→ Required action
Once the line with "filename src/scope.rs" is found in the entries below, repeat it and each following line exactly, up to and including the line with "set is maintained.". Add no other lines.

_ _ _

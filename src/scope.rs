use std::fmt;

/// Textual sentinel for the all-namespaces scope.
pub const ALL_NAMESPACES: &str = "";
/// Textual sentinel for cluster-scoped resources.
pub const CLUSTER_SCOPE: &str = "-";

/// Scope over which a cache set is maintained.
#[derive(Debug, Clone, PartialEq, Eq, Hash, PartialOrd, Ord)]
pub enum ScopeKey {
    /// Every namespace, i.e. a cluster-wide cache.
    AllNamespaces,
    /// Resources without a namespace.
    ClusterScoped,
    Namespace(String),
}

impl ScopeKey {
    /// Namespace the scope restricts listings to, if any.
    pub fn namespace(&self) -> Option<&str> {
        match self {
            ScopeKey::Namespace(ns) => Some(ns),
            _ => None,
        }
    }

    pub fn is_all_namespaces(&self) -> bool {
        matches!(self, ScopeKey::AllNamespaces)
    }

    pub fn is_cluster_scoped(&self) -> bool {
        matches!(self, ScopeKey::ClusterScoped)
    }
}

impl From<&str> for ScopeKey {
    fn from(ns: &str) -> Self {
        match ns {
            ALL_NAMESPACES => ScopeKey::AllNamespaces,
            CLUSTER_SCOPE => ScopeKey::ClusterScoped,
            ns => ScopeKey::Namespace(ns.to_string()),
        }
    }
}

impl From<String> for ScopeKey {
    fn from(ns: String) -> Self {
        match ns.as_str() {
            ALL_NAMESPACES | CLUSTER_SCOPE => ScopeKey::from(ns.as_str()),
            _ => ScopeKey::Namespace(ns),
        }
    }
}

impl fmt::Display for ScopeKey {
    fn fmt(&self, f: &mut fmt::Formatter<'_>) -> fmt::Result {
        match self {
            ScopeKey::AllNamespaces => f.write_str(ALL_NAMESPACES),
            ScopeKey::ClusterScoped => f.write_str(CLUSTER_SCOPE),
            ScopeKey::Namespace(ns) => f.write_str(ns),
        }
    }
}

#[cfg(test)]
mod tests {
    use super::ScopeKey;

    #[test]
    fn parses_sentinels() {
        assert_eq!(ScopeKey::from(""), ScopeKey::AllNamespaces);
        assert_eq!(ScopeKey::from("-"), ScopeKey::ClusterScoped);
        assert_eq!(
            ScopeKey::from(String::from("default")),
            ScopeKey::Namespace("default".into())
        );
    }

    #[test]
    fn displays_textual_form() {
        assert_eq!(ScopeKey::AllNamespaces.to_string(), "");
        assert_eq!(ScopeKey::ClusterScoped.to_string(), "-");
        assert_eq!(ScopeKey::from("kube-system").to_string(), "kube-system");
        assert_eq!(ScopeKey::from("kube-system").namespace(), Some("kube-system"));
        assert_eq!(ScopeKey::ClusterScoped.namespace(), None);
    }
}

_ _ _

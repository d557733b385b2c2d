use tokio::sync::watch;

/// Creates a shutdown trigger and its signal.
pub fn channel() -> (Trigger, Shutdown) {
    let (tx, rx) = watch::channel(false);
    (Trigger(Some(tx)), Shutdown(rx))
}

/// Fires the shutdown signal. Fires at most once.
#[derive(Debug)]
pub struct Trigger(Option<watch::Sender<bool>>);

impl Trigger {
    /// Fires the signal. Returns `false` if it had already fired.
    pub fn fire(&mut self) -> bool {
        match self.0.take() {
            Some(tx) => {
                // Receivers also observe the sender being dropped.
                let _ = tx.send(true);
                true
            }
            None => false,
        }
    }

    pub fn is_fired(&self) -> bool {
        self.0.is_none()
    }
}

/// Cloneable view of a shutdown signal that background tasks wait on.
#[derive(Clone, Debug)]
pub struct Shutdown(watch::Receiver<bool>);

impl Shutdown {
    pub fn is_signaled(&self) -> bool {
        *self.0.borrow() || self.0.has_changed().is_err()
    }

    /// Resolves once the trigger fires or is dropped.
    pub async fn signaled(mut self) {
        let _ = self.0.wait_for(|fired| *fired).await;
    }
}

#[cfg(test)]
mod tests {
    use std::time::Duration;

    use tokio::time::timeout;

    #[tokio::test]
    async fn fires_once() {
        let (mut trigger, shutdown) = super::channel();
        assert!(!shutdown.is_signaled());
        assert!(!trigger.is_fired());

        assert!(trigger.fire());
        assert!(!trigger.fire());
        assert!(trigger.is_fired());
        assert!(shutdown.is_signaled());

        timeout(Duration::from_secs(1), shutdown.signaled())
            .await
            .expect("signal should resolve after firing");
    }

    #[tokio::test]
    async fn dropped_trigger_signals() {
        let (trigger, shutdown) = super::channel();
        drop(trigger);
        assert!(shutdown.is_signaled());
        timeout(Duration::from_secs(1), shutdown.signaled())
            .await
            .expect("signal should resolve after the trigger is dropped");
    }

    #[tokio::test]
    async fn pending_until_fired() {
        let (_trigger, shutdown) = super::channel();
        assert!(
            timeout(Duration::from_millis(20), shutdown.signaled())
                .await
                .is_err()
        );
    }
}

_ _ _

→ Result
filename src/scope.rs
use std::fmt;

/// Textual sentinel for the all-namespaces scope.
pub const ALL_NAMESPACES: &str = "";
/// Textual sentinel for cluster-scoped resources.
pub const CLUSTER_SCOPE: &str = "-";

/// Scope over which a cache set is maintained.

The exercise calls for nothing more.